There are 2 overloaded remove methods -- one that takes an int as an index, and one that takes an Object, to remove the object reference itself.

Section 15.12.2 of the JLS covers how Java chooses one method overload over another.

The phases are:

  1. The first phase (§15.12.2.2) performs overload resolution without permitting boxing or unboxing conversion, or the use of variable arity method invocation. If no applicable method is found during this phase then processing continues to the second phase.

This guarantees that any calls that were valid in the Java programming language before Java SE 5.0 are not considered ambiguous as the result of the introduction of variable arity methods, implicit boxing and/or unboxing. However, the declaration of a variable arity method (§8.4.1) can change the method chosen for a given method method invocation expression, because a variable arity method is treated as a fixed arity method in the first phase. For example, declaring m(Object...) in a class which already declares m(Object) causes m(Object) to no longer be chosen for some invocation expressions (such as m(null)), as m(Object[]) is more specific.

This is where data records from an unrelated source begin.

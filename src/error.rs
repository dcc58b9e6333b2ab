//! Crate-level error taxonomy shared by flows, stores, the federation path, and the HTTP surface.

// self
use crate::{
	_prelude::*,
	auth::IdentifierError,
	federation::HandshakeRejection,
	token::{AccessRejection, RefreshRejection},
};

/// Crate-wide result type alias returning [`Error`] by default.
pub type Result<T, E = Error> = std::result::Result<T, E>;

type BoxError = Box<dyn std::error::Error + Send + Sync>;

/// Canonical error exposed by public APIs.
#[derive(Debug, ThisError)]
pub enum Error {
	/// Request input was missing or malformed.
	#[error(transparent)]
	Validation(#[from] ValidationError),
	/// Caller could not be authenticated or presented a rejected credential.
	#[error(transparent)]
	Authentication(#[from] AuthenticationError),
	/// A uniqueness constraint was violated.
	#[error(transparent)]
	Conflict(#[from] ConflictError),
	/// Local configuration problem; fatal and never retried.
	#[error(transparent)]
	Config(#[from] ConfigError),
	/// Identity-provider failure.
	#[error(transparent)]
	Upstream(#[from] UpstreamError),
	/// Storage-layer failure.
	#[error("{0}")]
	Storage(
		#[from]
		#[source]
		crate::store::StoreError,
	),
}
impl Error {
	/// HTTP status code associated with this error.
	pub fn status(&self) -> u16 {
		match self {
			Error::Validation(_) => 400,
			Error::Authentication(err) => err.status(),
			Error::Conflict(_) => 409,
			Error::Config(_) | Error::Storage(_) => 500,
			Error::Upstream(err) => err.status(),
		}
	}

	/// Returns the refresh rejection carried by this error, if any.
	pub fn refresh_rejection(&self) -> Option<RefreshRejection> {
		match self {
			Error::Authentication(AuthenticationError::RefreshRejected(rejection)) =>
				Some(*rejection),
			_ => None,
		}
	}

	/// Whether the error stems from local misconfiguration or infrastructure rather than the
	/// caller; such errors are logged and reported to clients with a generic message.
	pub fn is_internal(&self) -> bool {
		matches!(self, Error::Config(_) | Error::Storage(_))
	}
}
impl From<IdentifierError> for Error {
	fn from(e: IdentifierError) -> Self {
		Self::Validation(e.into())
	}
}

/// Input validation failures (400).
#[derive(Debug, ThisError)]
pub enum ValidationError {
	/// A required field was absent or empty.
	#[error("{field} is required.")]
	MissingField {
		/// Wire name of the missing field.
		field: &'static str,
	},
	/// An identifier (handle, email, id) failed validation.
	#[error(transparent)]
	Identifier(#[from] IdentifierError),
	/// A new principal carried neither a password nor a federated identity.
	#[error("A principal needs a password or a federated identity.")]
	NoAuthenticationMethod,
	/// The federated profile did not include an email address.
	#[error("No email in the federated profile.")]
	MissingProfileEmail,
}

/// Authentication failures (401/403).
#[derive(Clone, Debug, PartialEq, Eq, ThisError)]
pub enum AuthenticationError {
	/// Unknown email or wrong password.
	#[error("Invalid credentials.")]
	InvalidCredentials,
	/// The account has no password and must use the identity provider.
	#[error("Invalid credentials. Please sign in with your identity provider.")]
	FederatedOnly,
	/// No bearer token was supplied.
	#[error("No bearer token provided.")]
	MissingBearer,
	/// The access token failed validation; the variant is kept for diagnostics only.
	#[error("Invalid token.")]
	AccessRejected(AccessRejection),
	/// The refresh credential was rejected; the variant is kept for diagnostics only.
	#[error("Invalid or expired refresh token.")]
	RefreshRejected(RefreshRejection),
	/// The token is valid but its principal no longer exists.
	#[error("Principal not found.")]
	PrincipalNotFound,
	/// The principal does not belong to the requested tenant.
	#[error("Principal does not belong to this family.")]
	TenantMismatch,
	/// The federation handshake was rejected before the provider was contacted.
	#[error("Federation handshake rejected: {0}.")]
	HandshakeRejected(HandshakeRejection),
}
impl AuthenticationError {
	/// HTTP status code associated with this error.
	pub fn status(&self) -> u16 {
		match self {
			AuthenticationError::InvalidCredentials
			| AuthenticationError::FederatedOnly
			| AuthenticationError::MissingBearer
			| AuthenticationError::AccessRejected(_)
			| AuthenticationError::PrincipalNotFound
			| AuthenticationError::HandshakeRejected(_) => 401,
			AuthenticationError::RefreshRejected(_) | AuthenticationError::TenantMismatch => 403,
		}
	}
}

/// Uniqueness violations (409).
#[derive(Clone, Debug, PartialEq, Eq, ThisError)]
pub enum ConflictError {
	/// Another principal already uses the handle.
	#[error("Handle `{handle}` is already taken.")]
	HandleTaken {
		/// Conflicting handle.
		handle: String,
	},
	/// Another principal already uses the email address.
	#[error("Email `{email}` is already registered.")]
	EmailTaken {
		/// Conflicting email.
		email: String,
	},
}

/// Configuration failures (500, never retried).
#[derive(Debug, ThisError)]
pub enum ConfigError {
	/// A signing secret is missing or empty.
	#[error("Signing secret `{name}` is not configured.")]
	MissingSecret {
		/// Environment or config key of the secret.
		name: &'static str,
	},
	/// A required configuration value is missing.
	#[error("Configuration value `{name}` is missing.")]
	MissingValue {
		/// Environment or config key.
		name: &'static str,
	},
	/// A configuration value could not be parsed.
	#[error("Configuration value `{name}` is invalid: {reason}.")]
	InvalidValue {
		/// Environment or config key.
		name: &'static str,
		/// Parser message.
		reason: String,
	},
	/// A configured URL cannot be parsed.
	#[error("Configured URL is invalid.")]
	InvalidUrl {
		/// Underlying parsing failure.
		#[source]
		source: oauth2::url::ParseError,
	},
	/// Token signing failed; the key material is unusable.
	#[error("Token signing failed.")]
	Signing {
		/// Underlying signing failure.
		#[source]
		source: jsonwebtoken::errors::Error,
	},
	/// Password hashing failed.
	#[error("Password hashing failed: {message}.")]
	PasswordHash {
		/// Hasher message.
		message: String,
	},
	/// Federated sign-in was requested but no identity provider is configured.
	#[error("Federated sign-in is not configured.")]
	FederationDisabled,
	/// HTTP client could not be constructed.
	#[error("HTTP client could not be constructed.")]
	HttpClientBuild {
		/// Underlying transport builder failure.
		#[source]
		source: BoxError,
	},
}
impl ConfigError {
	/// Wraps a transport's builder failure inside [`ConfigError`].
	pub fn http_client_build(src: impl 'static + Send + Sync + std::error::Error) -> Self {
		Self::HttpClientBuild { source: Box::new(src) }
	}
}
impl From<oauth2::url::ParseError> for ConfigError {
	fn from(source: oauth2::url::ParseError) -> Self {
		Self::InvalidUrl { source }
	}
}
#[cfg(feature = "reqwest")]
impl From<ReqwestError> for ConfigError {
	fn from(e: ReqwestError) -> Self {
		Self::http_client_build(e)
	}
}

/// Identity-provider failures.
#[derive(Debug, ThisError)]
pub enum UpstreamError {
	/// The provider rejected the code or token.
	#[error("Identity provider rejected the request: {reason}.")]
	Rejected {
		/// Provider- or crate-supplied reason.
		reason: String,
	},
	/// The provider answered with an unexpected status.
	#[error("Identity provider returned status {status}.")]
	Status {
		/// HTTP status code.
		status: u16,
	},
	/// The provider returned a body that could not be parsed.
	#[error("Identity provider returned malformed JSON.")]
	Parse {
		/// Structured parsing failure.
		#[source]
		source: serde_path_to_error::Error<serde_json::Error>,
	},
	/// Network failure while calling the provider.
	#[error("Network error occurred while calling the identity provider.")]
	Network {
		/// Transport-specific network error.
		#[source]
		source: BoxError,
	},
}
impl UpstreamError {
	/// Wraps a transport-specific network error.
	pub fn network(src: impl 'static + Send + Sync + std::error::Error) -> Self {
		Self::Network { source: Box::new(src) }
	}

	/// HTTP status code associated with this error.
	pub fn status(&self) -> u16 {
		match self {
			UpstreamError::Rejected { .. } => 401,
			UpstreamError::Status { .. }
			| UpstreamError::Parse { .. }
			| UpstreamError::Network { .. } => 500,
		}
	}
}
#[cfg(feature = "reqwest")]
impl From<ReqwestError> for UpstreamError {
	fn from(e: ReqwestError) -> Self {
		Self::network(e)
	}
}

#[cfg(test)]
mod tests {
	// self
	use super::*;
	use crate::store::StoreError;

	#[test]
	fn status_mapping_is_exhaustive_per_variant() {
		assert_eq!(Error::from(ValidationError::MissingField { field: "email" }).status(), 400);
		assert_eq!(Error::from(AuthenticationError::InvalidCredentials).status(), 401);
		assert_eq!(
			Error::from(AuthenticationError::AccessRejected(AccessRejection::Expired)).status(),
			401
		);
		assert_eq!(
			Error::from(AuthenticationError::RefreshRejected(RefreshRejection::Revoked)).status(),
			403
		);
		assert_eq!(Error::from(AuthenticationError::PrincipalNotFound).status(), 401);
		assert_eq!(
			Error::from(ConflictError::HandleTaken { handle: "jane".into() }).status(),
			409
		);
		assert_eq!(
			Error::from(ConfigError::MissingSecret { name: "JWT_ACCESS_SECRET" }).status(),
			500
		);
		assert_eq!(Error::from(UpstreamError::Rejected { reason: "aud".into() }).status(), 401);
		assert_eq!(Error::from(UpstreamError::Status { status: 503 }).status(), 500);
		assert_eq!(Error::from(StoreError::Backend { message: "down".into() }).status(), 500);
	}

	#[test]
	fn refresh_rejections_collapse_to_one_message() {
		let rejections =
			[RefreshRejection::NotFound, RefreshRejection::Revoked, RefreshRejection::Expired];
		let messages = rejections.map(|rejection| {
			Error::from(AuthenticationError::RefreshRejected(rejection)).to_string()
		});

		assert!(messages.iter().all(|message| message == "Invalid or expired refresh token."));
	}

	#[test]
	fn store_error_converts_with_source() {
		let store_error = StoreError::Backend { message: "database unreachable".into() };
		let error: Error = store_error.clone().into();

		assert!(error.is_internal());
		assert!(error.to_string().contains("database unreachable"));

		let source = StdError::source(&error)
			.expect("Crate error should expose the original store error as its source.");

		assert_eq!(source.to_string(), store_error.to_string());
	}
}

  1. The second phase (§15.12.2.3) performs overload resolution while allowing boxing and unboxing, but still precludes the use of variable arity method invocation. If no applicable method is found during this phase then processing continues to the third phase.

This ensures that a method is never chosen through variable arity method invocation if it is applicable through fixed arity method invocation.

  1. The third phase (§15.12.2.4) allows overloading to be combined with variable arity methods, boxing, and unboxing.

(bold emphasis mine)

Both methods are applicable here, because a char can be promoted to an int, but it can also be boxed to a Character, matching a's type parameter. But Java will choose promotion alone before any method that requires boxing, so 'A' is promoted to int, hence the value 65.

You can cast it explicitly to Character if you want to remove by object reference.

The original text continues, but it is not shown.